[Exercise details]
List each line of the data that holds the word "FetchTiming".

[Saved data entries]
____________________

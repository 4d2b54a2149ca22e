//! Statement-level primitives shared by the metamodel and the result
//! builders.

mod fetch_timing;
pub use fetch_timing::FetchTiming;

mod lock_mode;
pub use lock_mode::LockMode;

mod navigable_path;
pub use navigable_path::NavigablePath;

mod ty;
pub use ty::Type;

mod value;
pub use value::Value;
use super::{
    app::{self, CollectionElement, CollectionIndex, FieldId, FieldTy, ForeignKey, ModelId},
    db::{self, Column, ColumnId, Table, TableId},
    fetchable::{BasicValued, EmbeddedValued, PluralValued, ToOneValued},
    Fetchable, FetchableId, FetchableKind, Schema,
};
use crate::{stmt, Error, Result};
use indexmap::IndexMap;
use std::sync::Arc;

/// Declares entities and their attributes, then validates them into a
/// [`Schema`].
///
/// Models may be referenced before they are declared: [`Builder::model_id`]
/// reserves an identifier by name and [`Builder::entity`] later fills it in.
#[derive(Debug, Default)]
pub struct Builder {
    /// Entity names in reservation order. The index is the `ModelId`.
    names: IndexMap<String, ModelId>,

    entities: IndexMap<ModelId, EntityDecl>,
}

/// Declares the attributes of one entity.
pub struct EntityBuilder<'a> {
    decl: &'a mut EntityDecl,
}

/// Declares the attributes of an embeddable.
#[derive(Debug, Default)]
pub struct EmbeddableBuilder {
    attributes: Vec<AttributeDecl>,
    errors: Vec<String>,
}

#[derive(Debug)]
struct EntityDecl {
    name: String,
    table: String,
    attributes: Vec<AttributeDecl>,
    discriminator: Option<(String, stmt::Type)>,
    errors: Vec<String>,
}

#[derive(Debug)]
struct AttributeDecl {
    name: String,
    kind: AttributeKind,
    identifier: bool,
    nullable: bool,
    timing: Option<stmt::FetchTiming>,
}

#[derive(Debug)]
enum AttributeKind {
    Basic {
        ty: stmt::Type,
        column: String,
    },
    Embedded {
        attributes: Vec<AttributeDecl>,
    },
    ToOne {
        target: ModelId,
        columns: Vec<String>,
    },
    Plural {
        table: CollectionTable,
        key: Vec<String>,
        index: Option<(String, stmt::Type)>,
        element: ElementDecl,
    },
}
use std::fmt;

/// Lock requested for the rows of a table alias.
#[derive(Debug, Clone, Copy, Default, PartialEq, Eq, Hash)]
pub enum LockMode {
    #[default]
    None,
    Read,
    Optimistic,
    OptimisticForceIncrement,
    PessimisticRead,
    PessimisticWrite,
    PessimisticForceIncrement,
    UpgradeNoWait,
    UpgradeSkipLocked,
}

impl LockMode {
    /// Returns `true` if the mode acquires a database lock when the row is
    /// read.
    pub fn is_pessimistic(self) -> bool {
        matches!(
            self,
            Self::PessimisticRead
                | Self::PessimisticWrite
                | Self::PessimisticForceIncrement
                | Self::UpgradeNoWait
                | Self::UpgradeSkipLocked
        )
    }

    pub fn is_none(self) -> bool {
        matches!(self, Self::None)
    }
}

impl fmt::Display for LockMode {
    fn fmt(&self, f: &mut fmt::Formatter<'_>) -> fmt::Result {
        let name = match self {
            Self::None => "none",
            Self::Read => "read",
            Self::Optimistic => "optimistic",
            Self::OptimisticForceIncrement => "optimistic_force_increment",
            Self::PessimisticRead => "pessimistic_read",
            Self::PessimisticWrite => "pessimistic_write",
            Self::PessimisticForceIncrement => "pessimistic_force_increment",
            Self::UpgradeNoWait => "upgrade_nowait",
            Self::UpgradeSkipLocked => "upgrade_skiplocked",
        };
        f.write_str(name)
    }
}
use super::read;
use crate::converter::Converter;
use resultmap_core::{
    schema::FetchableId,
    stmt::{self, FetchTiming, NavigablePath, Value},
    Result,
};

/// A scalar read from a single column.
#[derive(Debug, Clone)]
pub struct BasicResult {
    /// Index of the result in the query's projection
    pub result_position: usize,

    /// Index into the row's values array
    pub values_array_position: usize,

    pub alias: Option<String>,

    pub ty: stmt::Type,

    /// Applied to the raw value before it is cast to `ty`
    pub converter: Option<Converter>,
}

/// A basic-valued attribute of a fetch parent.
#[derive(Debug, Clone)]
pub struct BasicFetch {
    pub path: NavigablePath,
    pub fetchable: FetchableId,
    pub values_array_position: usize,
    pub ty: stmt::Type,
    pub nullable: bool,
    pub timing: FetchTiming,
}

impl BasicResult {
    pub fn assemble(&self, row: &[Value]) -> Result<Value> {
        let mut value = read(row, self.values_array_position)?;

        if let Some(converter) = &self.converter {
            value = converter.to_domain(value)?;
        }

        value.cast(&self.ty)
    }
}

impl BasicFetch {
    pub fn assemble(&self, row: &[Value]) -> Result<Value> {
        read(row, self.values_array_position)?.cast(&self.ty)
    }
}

____________________

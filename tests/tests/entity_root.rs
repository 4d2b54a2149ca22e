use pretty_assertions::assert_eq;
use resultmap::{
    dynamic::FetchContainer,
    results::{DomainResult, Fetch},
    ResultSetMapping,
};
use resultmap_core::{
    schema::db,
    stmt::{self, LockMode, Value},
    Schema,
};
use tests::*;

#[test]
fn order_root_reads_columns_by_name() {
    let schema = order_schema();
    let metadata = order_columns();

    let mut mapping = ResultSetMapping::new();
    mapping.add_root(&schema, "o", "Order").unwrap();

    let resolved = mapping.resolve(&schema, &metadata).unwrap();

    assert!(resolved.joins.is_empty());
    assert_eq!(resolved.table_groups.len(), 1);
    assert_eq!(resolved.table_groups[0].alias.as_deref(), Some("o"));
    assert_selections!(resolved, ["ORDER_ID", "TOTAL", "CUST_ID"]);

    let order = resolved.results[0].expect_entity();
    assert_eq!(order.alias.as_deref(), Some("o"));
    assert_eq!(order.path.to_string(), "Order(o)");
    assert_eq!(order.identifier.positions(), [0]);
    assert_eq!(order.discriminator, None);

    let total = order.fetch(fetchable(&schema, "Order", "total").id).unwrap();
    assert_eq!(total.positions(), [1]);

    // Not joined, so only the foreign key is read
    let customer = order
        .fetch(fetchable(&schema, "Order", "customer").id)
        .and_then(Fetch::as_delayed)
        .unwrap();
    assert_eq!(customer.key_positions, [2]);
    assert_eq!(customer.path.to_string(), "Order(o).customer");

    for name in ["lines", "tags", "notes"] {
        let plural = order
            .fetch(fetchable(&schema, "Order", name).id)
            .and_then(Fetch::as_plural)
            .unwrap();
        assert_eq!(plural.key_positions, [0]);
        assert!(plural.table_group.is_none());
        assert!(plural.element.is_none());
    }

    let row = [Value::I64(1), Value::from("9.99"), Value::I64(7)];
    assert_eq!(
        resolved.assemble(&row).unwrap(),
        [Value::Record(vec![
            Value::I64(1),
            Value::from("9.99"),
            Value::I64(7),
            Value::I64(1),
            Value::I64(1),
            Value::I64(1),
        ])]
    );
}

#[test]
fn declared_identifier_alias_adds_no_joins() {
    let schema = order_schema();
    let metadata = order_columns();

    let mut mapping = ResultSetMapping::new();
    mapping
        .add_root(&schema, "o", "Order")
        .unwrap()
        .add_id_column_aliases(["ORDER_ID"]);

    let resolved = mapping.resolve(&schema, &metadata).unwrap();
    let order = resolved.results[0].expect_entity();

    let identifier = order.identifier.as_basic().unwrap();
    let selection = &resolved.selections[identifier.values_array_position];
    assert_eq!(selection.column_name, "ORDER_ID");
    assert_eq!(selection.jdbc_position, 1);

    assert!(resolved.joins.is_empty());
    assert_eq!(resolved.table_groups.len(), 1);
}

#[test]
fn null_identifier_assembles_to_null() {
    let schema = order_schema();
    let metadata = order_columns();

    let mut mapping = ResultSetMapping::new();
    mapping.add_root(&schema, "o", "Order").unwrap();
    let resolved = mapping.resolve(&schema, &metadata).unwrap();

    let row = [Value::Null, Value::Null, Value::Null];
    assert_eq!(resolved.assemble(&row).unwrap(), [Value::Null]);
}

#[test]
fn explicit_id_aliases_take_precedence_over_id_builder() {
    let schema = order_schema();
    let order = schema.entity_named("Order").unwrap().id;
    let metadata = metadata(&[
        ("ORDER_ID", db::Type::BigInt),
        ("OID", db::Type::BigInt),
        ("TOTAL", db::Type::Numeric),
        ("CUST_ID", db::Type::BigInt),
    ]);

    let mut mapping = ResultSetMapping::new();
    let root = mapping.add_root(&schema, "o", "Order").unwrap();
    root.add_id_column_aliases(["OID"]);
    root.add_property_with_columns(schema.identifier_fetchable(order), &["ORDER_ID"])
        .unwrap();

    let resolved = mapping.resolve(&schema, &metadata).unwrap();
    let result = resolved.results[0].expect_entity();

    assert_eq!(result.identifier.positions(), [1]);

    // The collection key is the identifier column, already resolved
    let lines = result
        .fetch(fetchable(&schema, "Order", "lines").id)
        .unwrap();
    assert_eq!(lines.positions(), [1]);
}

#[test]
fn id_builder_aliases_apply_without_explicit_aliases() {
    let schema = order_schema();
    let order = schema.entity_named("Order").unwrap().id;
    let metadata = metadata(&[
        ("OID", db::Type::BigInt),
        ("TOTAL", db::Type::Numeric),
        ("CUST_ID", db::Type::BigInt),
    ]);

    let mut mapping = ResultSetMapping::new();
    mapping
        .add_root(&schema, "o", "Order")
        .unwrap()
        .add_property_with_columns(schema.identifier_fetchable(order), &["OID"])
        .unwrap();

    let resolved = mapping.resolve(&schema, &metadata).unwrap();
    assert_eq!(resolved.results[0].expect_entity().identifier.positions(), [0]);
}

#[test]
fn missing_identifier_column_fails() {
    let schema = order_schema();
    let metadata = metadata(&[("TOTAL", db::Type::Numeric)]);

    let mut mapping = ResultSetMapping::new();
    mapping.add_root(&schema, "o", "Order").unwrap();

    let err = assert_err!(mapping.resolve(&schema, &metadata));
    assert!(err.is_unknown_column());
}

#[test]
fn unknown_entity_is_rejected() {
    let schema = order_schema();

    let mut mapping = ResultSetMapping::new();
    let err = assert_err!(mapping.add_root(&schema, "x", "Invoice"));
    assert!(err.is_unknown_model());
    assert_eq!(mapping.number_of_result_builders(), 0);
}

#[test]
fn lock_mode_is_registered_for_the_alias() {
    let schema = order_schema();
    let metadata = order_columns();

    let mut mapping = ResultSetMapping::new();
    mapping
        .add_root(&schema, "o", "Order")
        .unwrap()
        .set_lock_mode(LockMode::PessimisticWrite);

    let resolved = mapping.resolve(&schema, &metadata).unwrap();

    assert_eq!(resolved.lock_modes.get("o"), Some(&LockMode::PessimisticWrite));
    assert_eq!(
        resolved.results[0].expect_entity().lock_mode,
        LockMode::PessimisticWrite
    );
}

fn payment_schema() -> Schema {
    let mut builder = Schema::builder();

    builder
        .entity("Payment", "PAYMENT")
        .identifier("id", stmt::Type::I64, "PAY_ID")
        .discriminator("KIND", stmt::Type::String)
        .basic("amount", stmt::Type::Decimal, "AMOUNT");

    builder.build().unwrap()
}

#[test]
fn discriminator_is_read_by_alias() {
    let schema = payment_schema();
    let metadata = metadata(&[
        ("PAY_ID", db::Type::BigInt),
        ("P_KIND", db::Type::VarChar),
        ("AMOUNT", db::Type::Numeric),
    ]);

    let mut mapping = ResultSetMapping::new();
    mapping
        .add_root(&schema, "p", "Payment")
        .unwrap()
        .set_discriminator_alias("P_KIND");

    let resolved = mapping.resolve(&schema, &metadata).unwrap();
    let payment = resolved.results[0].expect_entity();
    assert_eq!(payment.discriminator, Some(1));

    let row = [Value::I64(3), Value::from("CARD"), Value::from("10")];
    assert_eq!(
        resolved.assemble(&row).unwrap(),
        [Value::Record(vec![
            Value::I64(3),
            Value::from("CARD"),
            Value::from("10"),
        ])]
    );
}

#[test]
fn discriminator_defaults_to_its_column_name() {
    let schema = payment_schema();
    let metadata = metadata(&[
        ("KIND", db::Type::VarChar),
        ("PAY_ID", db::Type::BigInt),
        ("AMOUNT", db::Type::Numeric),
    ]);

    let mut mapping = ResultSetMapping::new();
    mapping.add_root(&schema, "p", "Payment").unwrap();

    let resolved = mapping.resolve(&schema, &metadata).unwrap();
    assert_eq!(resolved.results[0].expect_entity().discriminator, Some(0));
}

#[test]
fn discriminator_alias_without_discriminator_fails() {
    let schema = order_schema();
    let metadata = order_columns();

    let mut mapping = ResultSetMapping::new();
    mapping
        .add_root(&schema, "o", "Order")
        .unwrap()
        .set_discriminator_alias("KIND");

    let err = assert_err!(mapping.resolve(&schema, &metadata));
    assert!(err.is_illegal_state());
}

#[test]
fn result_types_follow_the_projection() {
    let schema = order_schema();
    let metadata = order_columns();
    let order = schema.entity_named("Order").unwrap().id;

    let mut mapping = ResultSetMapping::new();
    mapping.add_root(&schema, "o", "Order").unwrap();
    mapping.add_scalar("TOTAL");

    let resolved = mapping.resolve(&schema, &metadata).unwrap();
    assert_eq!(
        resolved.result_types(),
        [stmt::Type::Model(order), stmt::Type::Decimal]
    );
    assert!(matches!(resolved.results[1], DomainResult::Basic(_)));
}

____________________

[Expected answer]
pub use fetch_timing::FetchTiming;
    timing: Option<stmt::FetchTiming>,
    stmt::{self, FetchTiming, NavigablePath, Value},
    pub timing: FetchTiming,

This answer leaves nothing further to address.